原油などエネルギー価格の値上りにより、飛行機などの移動手段の高騰や現在、米国で起っている様な、乗務員や整備員不足による交通手段、インフラ機関の減便、宿泊場所や飲食店も人手不足、営業時間短縮により、外国人客急増の受け入れ体制を直ぐに整えることが出来ないことは問題視されています。
更に、85%を占めるアジア人が、訪日で約50%を占めていた買い物についても、アジア諸国でのECビジネス拡大により、日本でなくても手に入るモノが増え、また、日本メーカや店舗でも転売防止のために1人又は1グループに対して販売個数を制限するケースも増えてきています。

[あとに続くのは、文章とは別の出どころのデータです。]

use std::path::PathBuf;
use std::sync::Arc;

use anyhow::Context;
use clap::{Parser, Subcommand};
use tracing_subscriber::layer::SubscriberExt;
use tracing_subscriber::util::SubscriberInitExt;
use tracing_subscriber::EnvFilter;

use ami_daemon::api;
use ami_daemon::bootstrap::build_app_state;
use ami_domain::config::Config;

#[derive(Parser)]
#[command(name = "amid", about = "Local daemon orchestrating long-running AI tasks")]
struct Cli {
    /// Path to a TOML config file (defaults apply when absent).
    #[arg(long)]
    config: Option<PathBuf>,
    #[command(subcommand)]
    command: Option<Command>,
}

#[derive(Subcommand)]
enum Command {
    /// Run the daemon (default).
    Serve,
    /// Print the version and exit.
    Version,
}

#[tokio::main]
async fn main() -> anyhow::Result<()> {
    let cli = Cli::parse();

    match cli.command {
        Some(Command::Version) => {
            println!("amid {}", env!("CARGO_PKG_VERSION"));
            Ok(())
        }
        None | Some(Command::Serve) => {
            let config = Arc::new(load_config(cli.config.as_deref())?);
            let _log_guard = init_tracing(&config);
            run_server(config).await
        }
    }
}

fn load_config(path: Option<&std::path::Path>) -> anyhow::Result<Config> {
    match path {
        Some(path) => {
            let text = std::fs::read_to_string(path)
                .with_context(|| format!("reading config '{}'", path.display()))?;
            toml::from_str(&text).with_context(|| format!("parsing config '{}'", path.display()))
        }
        None => Ok(Config::default()),
    }
}

/// Structured logs: env-filtered stdout plus a daily-rotated file under
/// `~/.ami/logs/`.
fn init_tracing(config: &Config) -> tracing_appender::non_blocking::WorkerGuard {
    let logs_dir = config.home.logs_dir();
    let _ = std::fs::create_dir_all(&logs_dir);
    let file_appender = tracing_appender::rolling::daily(logs_dir, "app.log");
    let (file_writer, guard) = tracing_appender::non_blocking(file_appender);

    let filter = EnvFilter::try_from_default_env()
        .unwrap_or_else(|_| EnvFilter::new("info,ami_engine=debug"));

    tracing_subscriber::registry()
        .with(filter)
        .with(tracing_subscriber::fmt::layer())
        .with(
            tracing_subscriber::fmt::layer()
                .json()
                .with_ansi(false)
                .with_writer(file_writer),
        )
        .init();
    guard
}

async fn run_server(config: Arc<Config>) -> anyhow::Result<()> {
    tracing::info!("ami daemon starting");

    let state = build_app_state(config.clone())?;
    state.registry.spawn_gc();

    let app = api::app(state);

    let addr = format!("{}:{}", config.server.host, config.server.port);
    let listener = tokio::net::TcpListener::bind(&addr)
        .await
        .with_context(|| format!("binding {addr}"))?;
    let local_addr = listener.local_addr()?;

    // Pre-startup rendezvous with the UI: publish the bound port.
    std::fs::write(config.home.port_file(), local_addr.port().to_string())
        .context("writing daemon.port")?;
    tracing::info!(addr = %local_addr, "listening");

    axum::serve(listener, app)
        .with_graceful_shutdown(shutdown_signal())
        .await
        .context("server error")?;

    let _ = std::fs::remove_file(config.home.port_file());
    tracing::info!("ami daemon stopped");
    Ok(())
}

async fn shutdown_signal() {
    let _ = tokio::signal::ctrl_c().await;
    tracing::info!("shutdown signal received");
}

メーカも輸入原材料費の値上げ等により、量産効果のメリットが薄れ、コロナ前の様に”作ったら売れる”といった状況ではないので、作りすぎた場合の在庫リスクを考えるとインバウンド向けに多くのモノをつくるのは非常に難しいと思われます。
また、自国の過度なインフレや景気の先行き不透明感がある中で、航空運賃の値上げや燃料サーチャージ、飛行機便数減などで、円安の恩恵がある欧米人の訪日は限られ、コロナ前の様に中国を中心とした買い物目的の多くの観光客を呼び込むといったインバウンド需要に期待をかけるのは、暫くの間は難しいのかもしれませんね。
いずれにしても、諸々の状況を考慮すると、今後、コロナ収束に加え、ウクライナ情勢や台湾を巡る問題解決されたとしても、以前のようなインバウンドによる需要増や円安の恩恵を期待するのは、相応な時間とサービスとインフラ再構築が必要なのでしょう。